Re: How to enter multi-country absence
Posted: Sat Sep 17, 2022 5:02 pm
by firmbeliever101
Thanks to you both!
Referee Declaration - Exact Steps
Posted: Sat Sep 17, 2022 9:59 pm
by firmbeliever101
I've seen some posts here saying that the referee declarations don't need to be physically mailed or physically signed, but I'm unsure of what the whole process should be. Seems like at least of little bit of physical printing is still needed. Is something like this correct:
- get physical photo printed, e.g. at a photo booth that does passport photos
- print out the declaration
- attach physical photo to the physical declaration
- scan the declaration with photo attached so that I then have a PDF of the declaration with photo
- use something like DocHub to send declaration PDF to referee and they will electronically sign it
- I then have an electronically signed PDF that I can upload
Is that right? Also, is there a better or more preferred option than DocHub?
Re: Referee Declaration - Exact Steps
Posted: Sun Sep 18, 2022 8:37 am
by contorted_svy
You can print off a picture on normal paper, it doesn't have to come form a photo booth (once its' scanned it won't make much difference anyway).
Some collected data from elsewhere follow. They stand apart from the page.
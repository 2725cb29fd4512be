use std::{env, fmt, str::FromStr, time::Duration};

use thiserror::Error;

const DEFAULT_METHOD_CALL_THRESHOLD: Duration = Duration::from_millis(10);
const DEFAULT_SAMPLE_INTERVAL: Duration = Duration::from_secs(15);

const ENABLED_VAR: &str = "METRICS_ENABLED";
const METHOD_CALL_THRESHOLD_VAR: &str = "METRICS_METHOD_CALL_THRESHOLD_MS";
const SAMPLE_INTERVAL_VAR: &str = "METRICS_SAMPLE_INTERVAL_SECS";
const PROCESS_ROLE_VAR: &str = "METRICS_PROCESS_ROLE";

/// Errors that could occur while loading or validating configuration.
#[derive(Debug, Error, PartialEq, Eq)]
pub enum ConfigError {
    /// A configuration value could not be parsed.
    #[error("invalid value for `{name}`: {reason}")]
    InvalidValue {
        /// Name of the offending setting.
        name: &'static str,

        /// Why the value was rejected.
        reason: String,
    },

    /// The sampler interval was zero.
    #[error("sample interval must be greater than zero")]
    ZeroSampleInterval,
}

/// The role the current process plays.
#[derive(Clone, Copy, Debug, Default, PartialEq, Eq, Hash)]
pub enum ProcessRole {
    /// Serves web requests.
    #[default]
    Web,

    /// Processes background jobs.
    Worker,

    /// Interactive console or one-off task.
    Console,
}

impl ProcessRole {
    /// Prefix applied to series names emitted from this process.
    pub const fn series_prefix(&self) -> &'static str {
        match self {
            ProcessRole::Web => "web_",
            ProcessRole::Worker => "worker_",
            ProcessRole::Console => "console_",
        }
    }

    /// Returns `true` if background samplers should run in this process.
    pub const fn runs_samplers(&self) -> bool {
        !matches!(self, ProcessRole::Console)
    }
}

impl fmt::Display for ProcessRole {
    fn fmt(&self, f: &mut fmt::Formatter<'_>) -> fmt::Result {
        f.write_str(match self {
            ProcessRole::Web => "web",
            ProcessRole::Worker => "worker",
            ProcessRole::Console => "console",
        })
    }
}

impl FromStr for ProcessRole {
    type Err = ConfigError;

    fn from_str(s: &str) -> Result<Self, Self::Err> {
        match s.trim().to_ascii_lowercase().as_str() {
            "web" => Ok(ProcessRole::Web),
            "worker" => Ok(ProcessRole::Worker),
            "console" => Ok(ProcessRole::Console),
            other => Err(ConfigError::InvalidValue {
                name: PROCESS_ROLE_VAR,
                reason: format!("unknown process role `{other}`"),
            }),
        }
    }
}

/// Instrumentation settings.
#[derive(Clone, Debug, PartialEq, Eq)]
pub struct Config {
    enabled: bool,
    method_call_threshold: Duration,
    sample_interval: Duration,
    role: ProcessRole,
}

impl Config {
    /// Loads configuration from the environment, falling back to defaults for unset variables.
    ///
    /// | variable | meaning |
    /// |---|---|
    /// | `METRICS_ENABLED` | `true`/`false`/`1`/`0` |
    /// | `METRICS_METHOD_CALL_THRESHOLD_MS` | method call reporting threshold, in milliseconds |
    /// | `METRICS_SAMPLE_INTERVAL_SECS` | base process sampling interval, in seconds |
    /// | `METRICS_PROCESS_ROLE` | `web`, `worker` or `console` |
    ///
    /// # Errors
    ///
    /// If a variable is set to a value that cannot be parsed, an error is returned.
    pub fn from_env() -> Result<Self, ConfigError> {
        Self::from_lookup(|name| env::var(name).ok())
    }

    pub(crate) fn from_lookup<F>(lookup: F) -> Result<Self, ConfigError>
    where
        F: Fn(&str) -> Option<String>,
    {
        let mut config = Config::default();

        if let Some(value) = lookup(ENABLED_VAR) {
            config.enabled = parse_bool(ENABLED_VAR, &value)?;
        }

        if let Some(value) = lookup(METHOD_CALL_THRESHOLD_VAR) {
            let millis = parse_u64(METHOD_CALL_THRESHOLD_VAR, &value)?;
            config.method_call_threshold = Duration::from_millis(millis);
        }

        if let Some(value) = lookup(SAMPLE_INTERVAL_VAR) {
            let secs = parse_u64(SAMPLE_INTERVAL_VAR, &value)?;
            config.sample_interval = Duration::from_secs(secs);
        }

        if let Some(value) = lookup(PROCESS_ROLE_VAR) {
            config.role = value.parse()?;
        }

        Ok(config)
    }

    /// Sets whether metrics are collected at all.
    ///
    /// When disabled, every metric handle is a null handle.  Defaults to `true`.
    #[must_use]
    pub fn with_enabled(mut self, enabled: bool) -> Self {
        self.enabled = enabled;
        self
    }

    /// Sets the cumulative time a method call site must reach within one transaction before it is
    /// reported.
    ///
    /// Defaults to 10 milliseconds.
    #[must_use]
    pub fn with_method_call_threshold(mut self, threshold: Duration) -> Self {
        self.method_call_threshold = threshold;
        self
    }

    /// Sets the base interval between process samples.
    ///
    /// Defaults to 15 seconds.
    #[must_use]
    pub fn with_sample_interval(mut self, interval: Duration) -> Self {
        self.sample_interval = interval;
        self
    }

    /// Sets the role of the current process.
    ///
    /// Defaults to [`ProcessRole::Web`].
    #[must_use]
    pub fn with_role(mut self, role: ProcessRole) -> Self {
        self.role = role;
        self
    }

    /// Whether metrics are collected.
    pub fn enabled(&self) -> bool {
        self.enabled
    }

    /// Method call reporting threshold.
    pub fn method_call_threshold(&self) -> Duration {
        self.method_call_threshold
    }

    /// Base process sampling interval.
    pub fn sample_interval(&self) -> Duration {
        self.sample_interval
    }

    /// Role of the current process.
    pub fn role(&self) -> ProcessRole {
        self.role
    }

    /// Checks the configuration for values that cannot work.
    ///
    /// # Errors
    ///
    /// If the sample interval is zero, an error is returned.
    pub fn validate(&self) -> Result<(), ConfigError> {
        if self.sample_interval.is_zero() {
            return Err(ConfigError::ZeroSampleInterval);
        }

        Ok(())
    }
}

impl Default for Config {
    fn default() -> Self {
        Config {
            enabled: true,
            method_call_threshold: DEFAULT_METHOD_CALL_THRESHOLD,
            sample_interval: DEFAULT_SAMPLE_INTERVAL,
            role: ProcessRole::default(),
        }
    }
}

fn parse_bool(name: &'static str, value: &str) -> Result<bool, ConfigError> {
    match value.trim().to_ascii_lowercase().as_str() {
        "true" | "1" => Ok(true),
        "false" | "0" => Ok(false),
        other => Err(ConfigError::InvalidValue {
            name,
            reason: format!("expected a boolean, got `{other}`"),
        }),
    }
}

fn parse_u64(name: &'static str, value: &str) -> Result<u64, ConfigError> {
    value
        .trim()
        .parse()
        .map_err(|e| ConfigError::InvalidValue { name, reason: format!("{e}") })
}
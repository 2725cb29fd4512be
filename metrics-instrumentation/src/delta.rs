use std::ops::Sub;

/// Turns a monotonically increasing value into per-interval differences.
///
/// Cumulative counters, such as the total number of allocations performed since the process
/// started, are fed through `compare` once per sampling interval to yield the amount attributable
/// to that interval alone.
#[derive(Clone, Debug)]
pub struct Delta<T> {
    previous: T,
}

impl<T> Delta<T>
where
    T: Copy + Sub<Output = T>,
{
    /// Creates a new `Delta` with the given baseline.
    pub fn new(initial: T) -> Self {
        Delta { previous: initial }
    }

    /// Returns the difference between `new_value` and the previously seen value, and remembers
    /// `new_value` for the next comparison.
    pub fn compare(&mut self, new_value: T) -> T {
        let delta = new_value - self.previous;
        self.previous = new_value;
        delta
    }

    /// The most recently seen value.
    pub fn previous(&self) -> T {
        self.previous
    }
}

impl<T: Default> Default for Delta<T> {
    fn default() -> Self {
        Delta { previous: T::default() }
    }
}

#[cfg(test)]
mod tests {
    use proptest::{collection::vec as arb_vec, prelude::*, proptest};

    use super::Delta;

    #[test]
    fn first_comparison_uses_baseline() {
        let mut delta = Delta::new(10i64);
        assert_eq!(delta.compare(15), 5);
        assert_eq!(delta.compare(15), 0);
        assert_eq!(delta.compare(22), 7);
        assert_eq!(delta.previous(), 22);
    }

    #[test]
    fn default_starts_at_zero() {
        let mut delta = Delta::<f64>::default();
        assert_eq!(delta.compare(2.5), 2.5);
    }

    proptest! {
        #[test]
        fn deltas_telescope(initial in -1_000_000i64..1_000_000, values in arb_vec(-1_000_000i64..1_000_000, 1..64)) {
            let mut delta = Delta::new(initial);
            let sum: i64 = values.iter().map(|v| delta.compare(*v)).sum();

            prop_assert_eq!(sum, values[values.len() - 1] - initial);
        }
    }
}
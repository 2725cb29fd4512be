use std::{
    io::{self, Write},
    panic::{catch_unwind, AssertUnwindSafe},
    thread::{self, JoinHandle},
};

use crossbeam_channel::{bounded, Receiver, Sender, TrySendError};
use thiserror::Error;
use tracing::{debug, error, trace, warn};

use crate::{sample::SinkRecord, MetricSample};

use super::SampleSink;

const DEFAULT_SLICE_SIZE: usize = 1000;
const DEFAULT_BUFFER_SIZE: usize = 1024;

/// Errors that could occur while delivering records.
#[derive(Debug, Error)]
pub enum TransportError {
    /// The underlying writer or connection failed.
    #[error("failed to write records: {0}")]
    Io(#[from] io::Error),

    /// A record could not be serialized.
    #[error("failed to serialize record: {0}")]
    Serialize(#[from] serde_json::Error),
}

/// Delivers slices of records to their final destination.
pub trait Transport: Send + 'static {
    /// Sends one slice of records.
    ///
    /// # Errors
    ///
    /// If the slice could not be delivered, an error is returned and the slice is dropped.
    fn send(&mut self, records: &[SinkRecord]) -> Result<(), TransportError>;
}

/// A transport that writes each record as one line of JSON.
#[derive(Debug)]
pub struct JsonLinesTransport<W> {
    writer: W,
}

impl<W> JsonLinesTransport<W> {
    /// Creates a new `JsonLinesTransport` writing to `writer`.
    pub fn new(writer: W) -> Self {
        JsonLinesTransport { writer }
    }

    /// Gets a reference to the underlying writer.
    pub fn get_ref(&self) -> &W {
        &self.writer
    }
}

impl<W> Transport for JsonLinesTransport<W>
where
    W: Write + Send + 'static,
{
    fn send(&mut self, records: &[SinkRecord]) -> Result<(), TransportError> {
        for record in records {
            serde_json::to_writer(&mut self.writer, record)?;
            self.writer.write_all(b"\n")?;
        }
        self.writer.flush()?;
        Ok(())
    }
}

/// Builder for [`ForwardingSink`].
#[derive(Debug)]
pub struct ForwarderBuilder {
    slice_size: usize,
    buffer_size: usize,
}

impl ForwarderBuilder {
    /// Creates a new `ForwarderBuilder` with default values.
    pub fn new() -> Self {
        ForwarderBuilder { slice_size: DEFAULT_SLICE_SIZE, buffer_size: DEFAULT_BUFFER_SIZE }
    }

    /// Sets the maximum number of records handed to the transport at once.
    ///
    /// A failing slice only drops the records it carries.  Values below one are treated as one.
    ///
    /// Defaults to 1000.
    #[must_use]
    pub fn with_slice_size(mut self, slice_size: usize) -> Self {
        self.slice_size = slice_size.max(1);
        self
    }

    /// Sets the number of batches that may be queued for the background thread.
    ///
    /// Batches submitted while the queue is full are dropped.  Values below one are treated as one.
    ///
    /// Defaults to 1024.
    #[must_use]
    pub fn with_buffer_size(mut self, buffer_size: usize) -> Self {
        self.buffer_size = buffer_size.max(1);
        self
    }

    /// Spawns the background thread and returns the sink feeding it.
    ///
    /// # Errors
    ///
    /// If the background thread cannot be spawned, an error is returned.
    pub fn build<T>(self, transport: T) -> io::Result<ForwardingSink>
    where
        T: Transport,
    {
        let (sender, receiver) = bounded(self.buffer_size);
        let slice_size = self.slice_size;

        let handle = thread::Builder::new()
            .name("metrics-instrumentation-forwarder".to_string())
            .spawn(move || run_forwarder(receiver, transport, slice_size))?;

        Ok(ForwardingSink { sender: Some(sender), handle: Some(handle) })
    }
}

impl Default for ForwarderBuilder {
    fn default() -> Self {
        Self::new()
    }
}

/// A sink that hands batches to a [`Transport`] on a background thread.
///
/// Submitting never blocks.  Dropping the sink delivers every queued batch before returning.
#[derive(Debug)]
pub struct ForwardingSink {
    sender: Option<Sender<Vec<MetricSample>>>,
    handle: Option<JoinHandle<()>>,
}

impl SampleSink for ForwardingSink {
    fn submit(&self, samples: Vec<MetricSample>) {
        if samples.is_empty() {
            return;
        }

        let Some(sender) = &self.sender else {
            return;
        };

        match sender.try_send(samples) {
            Ok(()) => {}
            Err(TrySendError::Full(samples)) => {
                warn!(samples = samples.len(), "Sample queue full. Dropping batch.");
            }
            Err(TrySendError::Disconnected(samples)) => {
                warn!(samples = samples.len(), "Sample forwarder stopped. Dropping batch.");
            }
        }
    }
}

impl Drop for ForwardingSink {
    fn drop(&mut self) {
        drop(self.sender.take());

        if let Some(handle) = self.handle.take() {
            if handle.join().is_err() {
                error!("Sample forwarder thread panicked.");
            }
        }
    }
}

fn run_forwarder<T: Transport>(receiver: Receiver<Vec<MetricSample>>, mut transport: T, slice_size: usize) {
    debug!(slice_size, "Sample forwarder started.");

    for batch in receiver.iter() {
        let records: Vec<SinkRecord> = batch.iter().map(MetricSample::to_record).collect();

        let mut records_sent = 0;
        let mut records_dropped = 0;
        for slice in records.chunks(slice_size) {
            match catch_unwind(AssertUnwindSafe(|| transport.send(slice))) {
                Ok(Ok(())) => records_sent += slice.len(),
                Ok(Err(e)) => {
                    error!(error = %e, records = slice.len(), "Failed to send slice.");
                    records_dropped += slice.len();
                }
                Err(_) => {
                    error!(records = slice.len(), "Transport panicked while sending slice.");
                    records_dropped += slice.len();
                }
            }
        }

        trace!(records_sent, records_dropped, "Finished forwarding batch.");
    }

    debug!("Sample forwarder stopped.");
}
The referee can use an electronic signature that has been scanned and add it to the document, I don't think specific signature software like DocHub is needed.
So the steps are:
Print the picture
Print the form
Scan it
Send it to referee
Referee signs it (via DocHub, digital signature, or prints it, signs it, and scans it) and sends it back to you
Or
Add the picture to the pdf directly (there are free programs to do it online)
Send the form to the referee
Referee signs it and sends it back to you
In the first example you can only print it once
In the second example no printing is needed
Re: Referee Declaration - Exact Steps
Posted: Sun Sep 18, 2022 8:54 am
by kamoe
contorted_svy wrote: ↑Sun Sep 18, 2022 8:37 am
Add the picture to the pdf directly (there are free programs to do it online)
Send the form to the referee
Referee signs it and sends it back to you
In the first example you can only print it once
In the second example no printing is needed
I'm the person who started the conversation about not ever having to physically do anything for referee forms, and this procedure is exactly what I meant.
With regards to pictures, today you can have your picture sent digitally to you instead of printed when you have your picture taken.
With regards to signatures, I think DocHub, DocuSign, and a few other online services let you sign up to five documents for free. Gmail let's you do it really easily from your Google drive, just upload the document to your drive, and it would guide you, see
this tutorial . Once up, you fill the form with your name and select where your referees need to sign and date. I would ask them not to use the option of typed signature (since that would just be their typed name on a different font) rather ask them to either sign using their mouse or uploading a digital or scanned version of their signature (many people have this at the ready, since it's becoming very common).
Now, if you are not comfortable with all these tools and neither are your referees, then it might be easier to do it old school and print and scan and physically sign.
But just saying going all-digital is possible.
Re: Referee Declaration - Exact Steps
Posted: Sun Sep 18, 2022 12:23 pm
by firmbeliever101
Thank you so much! This helps a lot.